[Collected data entries]
+++
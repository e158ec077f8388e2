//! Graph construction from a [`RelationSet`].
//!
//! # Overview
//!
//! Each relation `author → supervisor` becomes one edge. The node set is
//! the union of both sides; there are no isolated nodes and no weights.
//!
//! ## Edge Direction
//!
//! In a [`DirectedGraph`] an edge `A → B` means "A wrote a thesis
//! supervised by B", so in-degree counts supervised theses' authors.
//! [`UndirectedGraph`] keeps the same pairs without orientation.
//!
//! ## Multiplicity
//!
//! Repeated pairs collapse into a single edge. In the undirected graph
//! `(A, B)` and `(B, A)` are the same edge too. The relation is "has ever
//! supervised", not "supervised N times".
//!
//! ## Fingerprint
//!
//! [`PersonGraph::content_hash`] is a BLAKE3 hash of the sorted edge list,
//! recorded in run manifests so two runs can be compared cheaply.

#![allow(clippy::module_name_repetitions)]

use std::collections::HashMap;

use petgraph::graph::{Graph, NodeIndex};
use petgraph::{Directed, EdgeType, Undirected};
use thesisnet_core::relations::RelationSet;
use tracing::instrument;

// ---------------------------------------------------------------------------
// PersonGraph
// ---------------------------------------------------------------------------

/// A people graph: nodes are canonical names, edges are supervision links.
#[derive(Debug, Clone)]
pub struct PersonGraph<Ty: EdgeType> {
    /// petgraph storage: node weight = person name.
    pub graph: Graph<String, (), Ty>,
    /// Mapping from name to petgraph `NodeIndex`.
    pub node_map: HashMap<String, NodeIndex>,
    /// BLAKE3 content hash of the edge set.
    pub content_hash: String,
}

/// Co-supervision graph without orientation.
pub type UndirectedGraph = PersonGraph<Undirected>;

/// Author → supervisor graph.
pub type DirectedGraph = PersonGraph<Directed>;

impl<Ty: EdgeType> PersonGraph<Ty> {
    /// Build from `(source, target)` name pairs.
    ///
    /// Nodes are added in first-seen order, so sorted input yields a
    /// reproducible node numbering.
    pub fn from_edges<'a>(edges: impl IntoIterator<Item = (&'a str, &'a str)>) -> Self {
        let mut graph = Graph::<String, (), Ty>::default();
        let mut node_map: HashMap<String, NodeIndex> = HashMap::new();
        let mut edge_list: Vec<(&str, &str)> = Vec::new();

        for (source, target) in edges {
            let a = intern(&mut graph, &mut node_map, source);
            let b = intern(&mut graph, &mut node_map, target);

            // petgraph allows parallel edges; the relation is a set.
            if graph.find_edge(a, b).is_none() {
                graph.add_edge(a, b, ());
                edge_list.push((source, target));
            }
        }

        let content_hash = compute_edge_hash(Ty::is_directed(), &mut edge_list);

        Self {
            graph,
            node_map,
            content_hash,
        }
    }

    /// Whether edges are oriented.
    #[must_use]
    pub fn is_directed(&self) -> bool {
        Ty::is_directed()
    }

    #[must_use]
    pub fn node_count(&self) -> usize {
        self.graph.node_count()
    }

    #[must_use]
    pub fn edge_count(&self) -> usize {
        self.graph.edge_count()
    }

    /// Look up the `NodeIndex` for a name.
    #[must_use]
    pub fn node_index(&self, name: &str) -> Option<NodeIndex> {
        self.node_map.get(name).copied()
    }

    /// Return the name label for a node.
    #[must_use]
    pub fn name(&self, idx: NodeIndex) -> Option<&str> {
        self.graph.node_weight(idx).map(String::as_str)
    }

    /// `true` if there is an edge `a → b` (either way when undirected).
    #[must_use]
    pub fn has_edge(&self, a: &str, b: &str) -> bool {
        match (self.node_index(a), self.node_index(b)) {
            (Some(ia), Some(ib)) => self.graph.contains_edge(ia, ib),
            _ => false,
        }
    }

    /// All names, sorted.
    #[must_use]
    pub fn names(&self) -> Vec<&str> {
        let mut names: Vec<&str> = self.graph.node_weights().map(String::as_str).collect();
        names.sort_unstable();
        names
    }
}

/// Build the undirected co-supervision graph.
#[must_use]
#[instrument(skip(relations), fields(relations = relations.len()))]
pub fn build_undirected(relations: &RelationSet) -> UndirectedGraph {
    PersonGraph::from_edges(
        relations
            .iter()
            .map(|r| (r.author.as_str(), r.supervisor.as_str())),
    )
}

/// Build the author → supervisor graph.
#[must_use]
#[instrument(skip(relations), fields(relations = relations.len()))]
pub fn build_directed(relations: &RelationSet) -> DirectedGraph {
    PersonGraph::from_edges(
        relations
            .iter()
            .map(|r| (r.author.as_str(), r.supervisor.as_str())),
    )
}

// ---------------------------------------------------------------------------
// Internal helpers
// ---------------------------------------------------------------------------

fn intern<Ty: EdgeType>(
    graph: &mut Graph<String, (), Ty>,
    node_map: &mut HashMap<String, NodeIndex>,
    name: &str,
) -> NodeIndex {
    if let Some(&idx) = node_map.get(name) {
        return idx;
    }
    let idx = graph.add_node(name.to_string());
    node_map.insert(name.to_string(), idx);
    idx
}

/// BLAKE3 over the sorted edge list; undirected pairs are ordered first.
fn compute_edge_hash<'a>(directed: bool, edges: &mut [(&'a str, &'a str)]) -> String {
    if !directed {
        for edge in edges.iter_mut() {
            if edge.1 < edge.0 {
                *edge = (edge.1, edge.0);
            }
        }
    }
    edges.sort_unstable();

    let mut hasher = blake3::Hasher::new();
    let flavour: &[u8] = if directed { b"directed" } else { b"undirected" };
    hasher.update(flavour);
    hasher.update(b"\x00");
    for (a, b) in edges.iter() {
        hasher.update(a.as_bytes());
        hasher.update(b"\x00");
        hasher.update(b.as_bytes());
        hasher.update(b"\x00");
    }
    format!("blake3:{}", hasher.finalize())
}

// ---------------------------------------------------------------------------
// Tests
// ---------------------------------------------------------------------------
+++
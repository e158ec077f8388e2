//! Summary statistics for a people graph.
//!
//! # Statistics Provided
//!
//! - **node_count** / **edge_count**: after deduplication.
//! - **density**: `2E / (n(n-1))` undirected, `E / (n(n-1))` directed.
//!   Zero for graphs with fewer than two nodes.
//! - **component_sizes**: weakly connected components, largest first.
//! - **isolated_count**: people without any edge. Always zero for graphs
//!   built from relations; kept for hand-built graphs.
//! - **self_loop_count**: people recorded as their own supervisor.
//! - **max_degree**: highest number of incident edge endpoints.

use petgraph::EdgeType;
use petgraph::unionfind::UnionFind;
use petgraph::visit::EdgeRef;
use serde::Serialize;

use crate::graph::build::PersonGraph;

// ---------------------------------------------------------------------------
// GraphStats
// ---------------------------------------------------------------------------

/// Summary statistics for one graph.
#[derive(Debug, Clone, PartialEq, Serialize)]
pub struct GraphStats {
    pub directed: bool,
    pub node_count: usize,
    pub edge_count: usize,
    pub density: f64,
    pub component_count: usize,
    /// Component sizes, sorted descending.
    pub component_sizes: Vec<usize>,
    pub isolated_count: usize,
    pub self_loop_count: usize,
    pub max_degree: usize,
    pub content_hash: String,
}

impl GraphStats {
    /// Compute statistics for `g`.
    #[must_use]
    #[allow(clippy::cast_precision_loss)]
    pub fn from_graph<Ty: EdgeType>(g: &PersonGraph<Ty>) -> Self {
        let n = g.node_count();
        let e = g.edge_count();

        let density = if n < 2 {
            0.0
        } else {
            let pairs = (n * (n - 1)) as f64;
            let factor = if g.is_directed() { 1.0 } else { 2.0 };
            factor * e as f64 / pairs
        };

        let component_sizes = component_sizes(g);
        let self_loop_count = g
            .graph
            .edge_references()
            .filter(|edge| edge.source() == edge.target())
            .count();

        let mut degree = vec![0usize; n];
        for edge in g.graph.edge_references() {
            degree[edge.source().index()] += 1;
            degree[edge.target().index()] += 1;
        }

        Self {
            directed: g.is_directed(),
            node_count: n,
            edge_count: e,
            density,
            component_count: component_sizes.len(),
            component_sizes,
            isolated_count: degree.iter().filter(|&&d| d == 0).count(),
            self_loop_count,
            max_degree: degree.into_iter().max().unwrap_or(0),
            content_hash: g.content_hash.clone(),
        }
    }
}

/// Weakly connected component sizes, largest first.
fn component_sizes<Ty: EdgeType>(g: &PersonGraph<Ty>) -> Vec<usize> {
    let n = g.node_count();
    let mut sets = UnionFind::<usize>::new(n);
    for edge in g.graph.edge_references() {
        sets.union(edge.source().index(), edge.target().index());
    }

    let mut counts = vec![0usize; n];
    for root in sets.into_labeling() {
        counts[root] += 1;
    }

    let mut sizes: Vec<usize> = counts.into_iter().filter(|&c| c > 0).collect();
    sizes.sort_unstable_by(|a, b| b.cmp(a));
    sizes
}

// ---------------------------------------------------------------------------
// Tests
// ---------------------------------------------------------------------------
+++
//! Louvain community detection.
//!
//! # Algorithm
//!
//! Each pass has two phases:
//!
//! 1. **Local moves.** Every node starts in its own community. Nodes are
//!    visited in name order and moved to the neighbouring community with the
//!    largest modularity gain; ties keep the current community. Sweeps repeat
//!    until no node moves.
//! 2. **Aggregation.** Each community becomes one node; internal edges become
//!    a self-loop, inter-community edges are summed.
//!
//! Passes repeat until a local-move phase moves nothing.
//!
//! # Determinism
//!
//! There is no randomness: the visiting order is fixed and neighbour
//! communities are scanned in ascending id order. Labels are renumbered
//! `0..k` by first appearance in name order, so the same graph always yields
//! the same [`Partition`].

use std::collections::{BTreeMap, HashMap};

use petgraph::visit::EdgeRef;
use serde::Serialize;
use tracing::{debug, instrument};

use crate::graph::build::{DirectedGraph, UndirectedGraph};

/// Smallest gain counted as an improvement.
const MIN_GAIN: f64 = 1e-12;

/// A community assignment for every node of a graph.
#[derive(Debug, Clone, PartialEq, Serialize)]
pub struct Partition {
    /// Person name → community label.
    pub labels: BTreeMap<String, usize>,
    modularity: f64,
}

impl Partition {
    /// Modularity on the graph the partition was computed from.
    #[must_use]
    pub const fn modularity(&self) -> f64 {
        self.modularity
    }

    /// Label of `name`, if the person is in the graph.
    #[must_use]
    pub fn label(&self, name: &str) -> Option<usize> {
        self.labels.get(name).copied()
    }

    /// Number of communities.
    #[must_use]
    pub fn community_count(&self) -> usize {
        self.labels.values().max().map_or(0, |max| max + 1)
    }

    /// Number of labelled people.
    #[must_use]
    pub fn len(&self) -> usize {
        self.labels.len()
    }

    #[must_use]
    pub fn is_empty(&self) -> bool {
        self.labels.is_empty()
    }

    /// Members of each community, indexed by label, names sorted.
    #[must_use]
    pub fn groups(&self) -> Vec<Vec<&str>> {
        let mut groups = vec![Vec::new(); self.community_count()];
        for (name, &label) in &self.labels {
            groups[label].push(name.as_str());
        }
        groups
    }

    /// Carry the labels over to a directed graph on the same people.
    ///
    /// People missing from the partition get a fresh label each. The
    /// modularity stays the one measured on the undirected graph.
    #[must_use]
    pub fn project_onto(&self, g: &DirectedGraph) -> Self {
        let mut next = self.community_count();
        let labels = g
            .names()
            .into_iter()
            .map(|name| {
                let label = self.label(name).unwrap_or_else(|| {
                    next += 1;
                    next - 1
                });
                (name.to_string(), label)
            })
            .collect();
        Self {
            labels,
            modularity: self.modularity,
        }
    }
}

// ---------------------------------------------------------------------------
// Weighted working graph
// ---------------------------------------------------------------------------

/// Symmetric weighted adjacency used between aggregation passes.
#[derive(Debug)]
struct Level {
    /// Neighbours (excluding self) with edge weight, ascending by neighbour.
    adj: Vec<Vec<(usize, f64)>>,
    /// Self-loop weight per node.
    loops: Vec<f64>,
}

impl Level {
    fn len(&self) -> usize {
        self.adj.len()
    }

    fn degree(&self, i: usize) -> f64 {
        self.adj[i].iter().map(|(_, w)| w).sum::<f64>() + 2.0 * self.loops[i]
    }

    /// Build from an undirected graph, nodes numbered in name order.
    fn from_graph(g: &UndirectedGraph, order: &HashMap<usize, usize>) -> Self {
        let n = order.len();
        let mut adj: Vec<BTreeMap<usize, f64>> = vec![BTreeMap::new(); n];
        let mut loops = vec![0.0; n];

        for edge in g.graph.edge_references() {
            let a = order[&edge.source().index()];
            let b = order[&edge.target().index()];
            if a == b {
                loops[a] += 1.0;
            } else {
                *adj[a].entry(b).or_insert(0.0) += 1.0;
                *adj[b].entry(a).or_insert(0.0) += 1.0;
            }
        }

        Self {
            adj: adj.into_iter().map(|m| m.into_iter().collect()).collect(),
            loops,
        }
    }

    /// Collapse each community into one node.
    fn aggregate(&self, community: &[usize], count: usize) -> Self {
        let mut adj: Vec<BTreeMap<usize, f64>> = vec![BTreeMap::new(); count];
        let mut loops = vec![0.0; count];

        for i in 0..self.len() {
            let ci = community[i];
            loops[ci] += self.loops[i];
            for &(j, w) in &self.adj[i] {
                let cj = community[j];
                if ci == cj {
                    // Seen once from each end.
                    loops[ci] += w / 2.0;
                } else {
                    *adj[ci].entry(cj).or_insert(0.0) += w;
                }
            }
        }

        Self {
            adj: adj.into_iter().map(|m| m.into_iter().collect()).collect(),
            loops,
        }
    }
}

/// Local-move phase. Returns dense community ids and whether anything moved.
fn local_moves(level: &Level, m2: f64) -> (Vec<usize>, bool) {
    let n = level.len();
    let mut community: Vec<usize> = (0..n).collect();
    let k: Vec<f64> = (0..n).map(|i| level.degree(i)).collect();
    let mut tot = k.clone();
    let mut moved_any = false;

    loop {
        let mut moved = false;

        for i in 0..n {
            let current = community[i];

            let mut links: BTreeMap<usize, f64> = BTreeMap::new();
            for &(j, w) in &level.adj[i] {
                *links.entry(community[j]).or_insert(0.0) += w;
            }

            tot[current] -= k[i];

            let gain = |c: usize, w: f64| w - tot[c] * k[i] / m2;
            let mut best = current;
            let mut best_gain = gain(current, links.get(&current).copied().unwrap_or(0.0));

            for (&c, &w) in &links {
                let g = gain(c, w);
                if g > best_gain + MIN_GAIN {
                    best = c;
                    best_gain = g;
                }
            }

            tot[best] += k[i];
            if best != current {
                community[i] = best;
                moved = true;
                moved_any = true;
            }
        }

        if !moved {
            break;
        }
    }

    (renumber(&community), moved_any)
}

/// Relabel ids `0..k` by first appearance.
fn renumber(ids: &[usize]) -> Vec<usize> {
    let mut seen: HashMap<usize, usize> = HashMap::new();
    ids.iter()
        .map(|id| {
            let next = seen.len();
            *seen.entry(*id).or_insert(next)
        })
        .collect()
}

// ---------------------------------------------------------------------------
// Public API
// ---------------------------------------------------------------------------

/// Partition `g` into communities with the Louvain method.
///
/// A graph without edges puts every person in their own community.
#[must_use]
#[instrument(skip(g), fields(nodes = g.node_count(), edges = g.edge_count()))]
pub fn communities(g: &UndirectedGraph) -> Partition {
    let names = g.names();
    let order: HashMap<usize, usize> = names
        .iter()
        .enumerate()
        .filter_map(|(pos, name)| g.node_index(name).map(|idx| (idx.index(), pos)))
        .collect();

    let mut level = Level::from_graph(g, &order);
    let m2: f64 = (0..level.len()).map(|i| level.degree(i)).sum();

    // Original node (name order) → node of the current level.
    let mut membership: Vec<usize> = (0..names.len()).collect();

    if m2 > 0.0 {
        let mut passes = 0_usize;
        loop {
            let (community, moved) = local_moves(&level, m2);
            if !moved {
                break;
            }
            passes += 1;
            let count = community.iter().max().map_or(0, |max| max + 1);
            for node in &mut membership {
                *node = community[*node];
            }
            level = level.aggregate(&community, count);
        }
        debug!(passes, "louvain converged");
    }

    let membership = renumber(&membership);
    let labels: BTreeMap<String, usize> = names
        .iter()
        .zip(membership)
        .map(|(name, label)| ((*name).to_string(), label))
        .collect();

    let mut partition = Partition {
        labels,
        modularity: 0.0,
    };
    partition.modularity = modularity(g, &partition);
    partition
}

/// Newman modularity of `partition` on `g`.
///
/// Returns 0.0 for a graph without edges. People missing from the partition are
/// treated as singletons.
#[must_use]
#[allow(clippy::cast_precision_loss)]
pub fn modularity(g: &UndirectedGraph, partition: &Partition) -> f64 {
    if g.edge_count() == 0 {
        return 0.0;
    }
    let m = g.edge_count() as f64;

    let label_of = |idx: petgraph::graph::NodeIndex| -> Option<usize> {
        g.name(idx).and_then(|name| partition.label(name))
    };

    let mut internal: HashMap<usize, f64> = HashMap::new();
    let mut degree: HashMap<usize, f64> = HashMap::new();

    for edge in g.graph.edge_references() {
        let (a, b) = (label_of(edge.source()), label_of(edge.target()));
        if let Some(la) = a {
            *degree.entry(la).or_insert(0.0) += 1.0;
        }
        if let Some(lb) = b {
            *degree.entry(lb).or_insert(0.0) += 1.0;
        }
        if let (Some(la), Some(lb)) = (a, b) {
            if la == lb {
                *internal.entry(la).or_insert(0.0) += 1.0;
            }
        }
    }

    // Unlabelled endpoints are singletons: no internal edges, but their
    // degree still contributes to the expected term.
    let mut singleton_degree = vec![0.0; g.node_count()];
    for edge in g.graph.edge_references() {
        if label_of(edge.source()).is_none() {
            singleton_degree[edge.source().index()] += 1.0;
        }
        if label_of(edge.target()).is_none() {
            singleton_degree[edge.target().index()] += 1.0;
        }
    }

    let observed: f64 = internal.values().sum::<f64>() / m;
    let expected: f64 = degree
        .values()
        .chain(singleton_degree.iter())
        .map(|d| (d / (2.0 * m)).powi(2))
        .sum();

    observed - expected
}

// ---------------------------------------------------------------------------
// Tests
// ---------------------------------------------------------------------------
+++
Work to be completed.
Go over the data and return every line that includes the word "membership".

Answer to the exercise.
    let mut membership: Vec<usize> = (0..names.len()).collect();
            for node in &mut membership {
    let membership = renumber(&membership);
        .zip(membership)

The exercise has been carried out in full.